The First Bitcoin Sale and What It Signals
Earlier in June, Strategy sold 32 BTC at $77,135 per coin to generate roughly $2.5 million for preferred stock payments. The amount was small, but the act itself carried weight. Since CEO Michael Saylor began building the Bitcoin treasury in August 2020, the firm's longstanding publicly stated position was to never sell. Bitcoin had peaked above $108,000 in mid-2025 before retreating to current levels, underscoring the magnitude of the price collapse now pressing on the company's balance sheet.
That position has now changed. The newly announced BTC Monetization Program, at up to $1.25 billion in authorized sales, makes the shift official and formal. At current prices, $1.25 billion represents approximately 20,870 BTC.
According to Yahoo Finance's analysis of the June 29 announcement, the company expects to remain disciplined in issuing new common shares, particularly when MSTR trades at or near one times its modified net asset value (mNAV), a ratio that compares the stock price to the per-share value of its Bitcoin holdings.

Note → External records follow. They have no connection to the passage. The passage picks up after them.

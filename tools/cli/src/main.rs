//! SaleCache CLI - Command line interface for the encrypted sales cache.
//!
//! This tool syncs the local cache against the remote delta feeds and
//! inspects what it holds.

use anyhow::{Context, Result};
use clap::{CommandFactory, Parser, Subcommand};
use clap_complete::Shell;
use std::path::{Path, PathBuf};
use std::sync::Arc;
use tracing::{info, warn, Level};
use tracing_subscriber::{EnvFilter, FmtSubscriber};
use url::Url;

use salecache_app::{CacheManager, Party};
use salecache_common::{CollectionName, SensitiveBytes};
use salecache_storage::{create_default_registry, BlobStore};
use salecache_sync::{CacheConfig, FeedEndpoint, SyncMode, SyncReport};

/// Session secret used to derive the cache key.
const SECRET_ENV: &str = "SALECACHE_SESSION_SECRET";
/// Bearer token sent to the feed.
const TOKEN_ENV: &str = "SALECACHE_FEED_TOKEN";

#[derive(Parser)]
#[command(name = "salecache")]
#[command(about = "SaleCache - Encrypted offline cache of sales, buyers and producers")]
#[command(version)]
struct Cli {
    /// Enable verbose logging.
    #[arg(short, long, global = true)]
    verbose: bool,

    /// JSON file with cache settings.
    #[arg(short, long, global = true)]
    config: Option<PathBuf>,

    /// Directory holding the encrypted cache.
    #[arg(long, global = true)]
    cache_dir: Option<PathBuf>,

    /// Base URL of the sync API.
    #[arg(short, long, global = true, default_value = "http://localhost:3000/api")]
    server: Url,

    #[command(subcommand)]
    command: Commands,
}

#[derive(Subcommand)]
enum Commands {
    /// Fetch changes from the server.
    Sync {
        /// Download every collection from scratch.
        #[arg(short, long)]
        full: bool,

        /// Only sync this collection.
        #[arg(long)]
        collection: Option<CollectionName>,
    },

    /// Show record counts and sync state.
    Status,

    /// List the cached records of a collection.
    List {
        /// sales, buyers or producers.
        collection: CollectionName,

        /// Only buyers or producers matching this text.
        #[arg(short, long)]
        search: Option<String>,
    },

    /// Print one cached record as JSON.
    Show {
        /// sales, buyers or producers.
        collection: CollectionName,

        /// Record id.
        id: String,
    },

    /// Delete the local cache.
    Clear {
        /// Only clear this collection.
        #[arg(long)]
        collection: Option<CollectionName>,
    },

    /// Print shell completions.
    Completions {
        shell: Shell,
    },
}

#[tokio::main]
async fn main() -> Result<()> {
    let cli = Cli::parse();

    // Setup logging
    let level = if cli.verbose {
        Level::DEBUG
    } else {
        Level::INFO
    };

    let builder = FmtSubscriber::builder().with_target(false).compact();
    match EnvFilter::try_from_default_env() {
        Ok(filter) => {
            tracing::subscriber::set_global_default(builder.with_env_filter(filter).finish())?
        }
        Err(_) => tracing::subscriber::set_global_default(builder.with_max_level(level).finish())?,
    }

    if let Commands::Completions { shell } = cli.command {
        clap_complete::generate(shell, &mut Cli::command(), "salecache", &mut std::io::stdout());
        return Ok(());
    }

    let cache = open_cache(&cli).await?;

    let outcome = match cli.command {
        Commands::Sync { full, collection } => cmd_sync(&cache, full, collection).await,
        Commands::Status => cmd_status(&cache),
        Commands::List { collection, search } => cmd_list(&cache, collection, search.as_deref()),
        Commands::Show { collection, id } => cmd_show(&cache, collection, &id),
        Commands::Clear { collection } => cmd_clear(&cache, collection).await,
        Commands::Completions { .. } => Ok(()),
    };

    cache.end_session().await.context("Failed to close the cache")?;
    outcome
}

/// Read the session secret from the environment, or prompt for it.
fn session_secret() -> Result<SensitiveBytes> {
    let secret = match std::env::var(SECRET_ENV) {
        Ok(secret) => secret,
        Err(_) => rpassword::prompt_password("Session secret: ")
            .context("Failed to read session secret")?,
    };
    if secret.is_empty() {
        anyhow::bail!("Session secret cannot be empty");
    }
    Ok(SensitiveBytes::from(secret))
}

fn default_cache_dir() -> Result<PathBuf> {
    let base = dirs::cache_dir().context("No cache directory on this platform, use --cache-dir")?;
    Ok(base.join("salecache"))
}

fn open_store(dir: &Path) -> Result<Arc<dyn BlobStore>> {
    let registry = create_default_registry()?;
    let store_config = serde_json::json!({
        "root": dir.to_string_lossy()
    });
    registry
        .resolve("local", store_config)
        .with_context(|| format!("Failed to open cache directory {}", dir.display()))
}

/// Build the manager and open a session on it.
async fn open_cache(cli: &Cli) -> Result<CacheManager> {
    let config = match &cli.config {
        Some(path) => CacheConfig::from_json_file(path)
            .with_context(|| format!("Failed to load config {}", path.display()))?,
        None => CacheConfig::default(),
    };

    let dir = match &cli.cache_dir {
        Some(dir) => dir.clone(),
        None => default_cache_dir()?,
    };
    let backend = open_store(&dir)?;

    let mut endpoint = FeedEndpoint::new(cli.server.as_str());
    if let Ok(token) = std::env::var(TOKEN_ENV) {
        endpoint = endpoint.with_bearer_token(token);
    }

    let cache = CacheManager::with_http(backend, &endpoint, config)
        .context("Failed to set up the cache")?;

    let report = cache
        .begin_session(session_secret()?)
        .await
        .context("Failed to open the cache")?;
    for collection in report.reset_collections() {
        warn!("Cached {} could not be read and was discarded", collection);
    }
    info!("Cache at {}", dir.display());

    Ok(cache)
}

fn print_report(report: &SyncReport) {
    println!(
        "  {:<10} {} page(s), {} upserted, {} deleted, {} dropped{}",
        report.collection.as_str(),
        report.pages,
        report.upserts,
        report.deletes,
        report.dropped,
        if report.coalesced { " (joined running sync)" } else { "" }
    );
}

/// Sync one or every collection.
async fn cmd_sync(
    cache: &CacheManager,
    full: bool,
    collection: Option<CollectionName>,
) -> Result<()> {
    let mode = if full { SyncMode::Full } else { SyncMode::Incremental };

    if let Some(collection) = collection {
        let report = cache
            .request_sync(collection, mode)
            .await
            .with_context(|| format!("Failed to sync {}", collection))?;
        println!("Sync complete:");
        print_report(&report);
        return Ok(());
    }

    let mut failed = Vec::new();
    println!("Sync results:");
    for (collection, result) in cache.sync_all(mode).await {
        match result {
            Ok(report) => print_report(&report),
            Err(e) => {
                println!("  {:<10} failed: {}", collection.as_str(), e);
                failed.push(collection.as_str());
            }
        }
    }

    if !failed.is_empty() {
        anyhow::bail!("Sync failed for {}", failed.join(", "));
    }
    Ok(())
}

/// Show every collection's state.
fn cmd_status(cache: &CacheManager) -> Result<()> {
    println!("Cache status:");
    for status in cache.status() {
        let synced = status
            .cursor
            .last_synced_at
            .map(|at| at.format("%Y-%m-%d %H:%M:%S UTC").to_string())
            .unwrap_or_else(|| "never".to_string());
        println!(
            "  {:<10} {:>6} records, last synced {}",
            status.collection.as_str(),
            status.records,
            synced
        );
        if let Some(error) = &status.cursor.last_error {
            println!("             last error: {}", error);
        }
    }
    Ok(())
}

fn print_parties<P: Party>(parties: Vec<P>) {
    for party in parties {
        println!(
            "  {:<8} {:<40} {}",
            party.code(),
            party.company_name(),
            party.vat_number()
        );
    }
}

/// List a collection.
fn cmd_list(cache: &CacheManager, collection: CollectionName, search: Option<&str>) -> Result<()> {
    match collection {
        CollectionName::Sales => {
            if search.is_some() {
                anyhow::bail!("--search applies to buyers and producers");
            }
            let sales = cache.sales().list();
            if sales.is_empty() {
                println!("No cached sales.");
            }
            for sale in sales {
                println!(
                    "  {} #{:<6} {:<30} {:>12.2} {} {:?}",
                    sale.sale_date,
                    sale.sale_number,
                    sale.buyer_name,
                    sale.total,
                    sale.currency,
                    sale.status
                );
            }
        }
        CollectionName::Buyers => print_parties(match search {
            Some(query) => cache.buyers().search(query),
            None => cache.buyers().list(),
        }),
        CollectionName::Producers => print_parties(match search {
            Some(query) => cache.producers().search(query),
            None => cache.producers().list(),
        }),
    }
    Ok(())
}

/// Print one record.
fn cmd_show(cache: &CacheManager, collection: CollectionName, id: &str) -> Result<()> {
    let record = match collection {
        CollectionName::Sales => cache.sales().get(id).map(|r| serde_json::to_string_pretty(&r)),
        CollectionName::Buyers => cache.buyers().get(id).map(|r| serde_json::to_string_pretty(&r)),
        CollectionName::Producers => {
            cache.producers().get(id).map(|r| serde_json::to_string_pretty(&r))
        }
    };

    match record {
        Some(json) => {
            println!("{}", json.context("Failed to format record")?);
            Ok(())
        }
        None => anyhow::bail!("No cached {} record with id {}", collection, id),
    }
}

/// Clear the local cache.
async fn cmd_clear(cache: &CacheManager, collection: Option<CollectionName>) -> Result<()> {
    cache.clear(collection).await.context("Failed to clear cache")?;
    match collection {
        Some(collection) => println!("Cleared cached {}.", collection),
        None => println!("Cleared the local cache."),
    }
    Ok(())
}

MSTR shares jumped approximately seven percent in premarket trading following the announcement.
Importantly, Strategy's capital structure does not include margin call provisions for STRC preferred holders, and holders cannot redeem shares directly against the Bitcoin treasury. This limits the risk of a rapid forced liquidation, but it does not eliminate the pressure building from rising dividend obligations.
Readers assessing Strategy's broader situation should also be aware that the company is subject to an ongoing securities-fraud investigation covering all five of its securities: MSTR, STRC, STRF, STRD, and STRK.
What This Means Outside the United States
For retail investors in India and Pakistan, both ranked in the top ten globally for crypto adoption in 2026, Strategy's situation offers a direct lesson in the risks of leveraged Bitcoin exposure. India leads the 2026 Global Crypto Adoption Index with an estimated 127 million crypto users. Pakistan, ranked eighth globally, has its own emerging institutional framework through the newly formed Pakistan Crypto Council, and the country is also developing PVARA as a dedicated crypto regulatory body.
Watching the world's largest corporate Bitcoin holder shift from accumulation to defense as prices fall below its average cost provides a real-world counterpoint to the treasury accumulation arguments that have circulated in both markets.
In sub-Saharan Africa, where stablecoin usage grew more than 180 percent year over year and countries like Nigeria (ranked second globally) and Kenya (ranked thirteenth) rely on crypto primarily for remittances and currency hedging, the mechanics of STRC preferred stock are largely irrelevant to everyday users. Nigeria alone has seen Binance Wallet reach 30 million users, a figure that reflects how deeply embedded crypto has become in that market. Ethiopia, making its first-ever appearance in the top twenty at tenth place globally and notable for strong DeFi engagement, further illustrates the region's growing footprint. The more immediate concern across all these markets is price. Bitcoin breached the $62,000 support level on June 5, triggering $1.5 billion in leveraged long liquidations.
A sustained price decline would reduce the naira- or shilling-denominated value of holdings for millions of African users who entered the market during the 2024 and 2025 rally.
What to Watch Next
On-chain analysts should monitor Strategy's known wallet addresses for large transfers to exchange deposit addresses, which would signal the start of actual Bitcoin sales under the Monetization Program. Any sell-side volume at this scale would add meaningful pressure to spot markets. For developers building on Bitcoin-collateralised protocols or wrapped BTC liquidity pools, particularly in high-adoption markets like India, institutional sell pressure from the world's largest corporate holder is not an abstract risk.
Strategy's announcement stabilizes its near-term obligations but does not resolve the core tension: a company carrying more than $10 billion in unrealized losses on an asset it can no longer afford to keep buying without limit.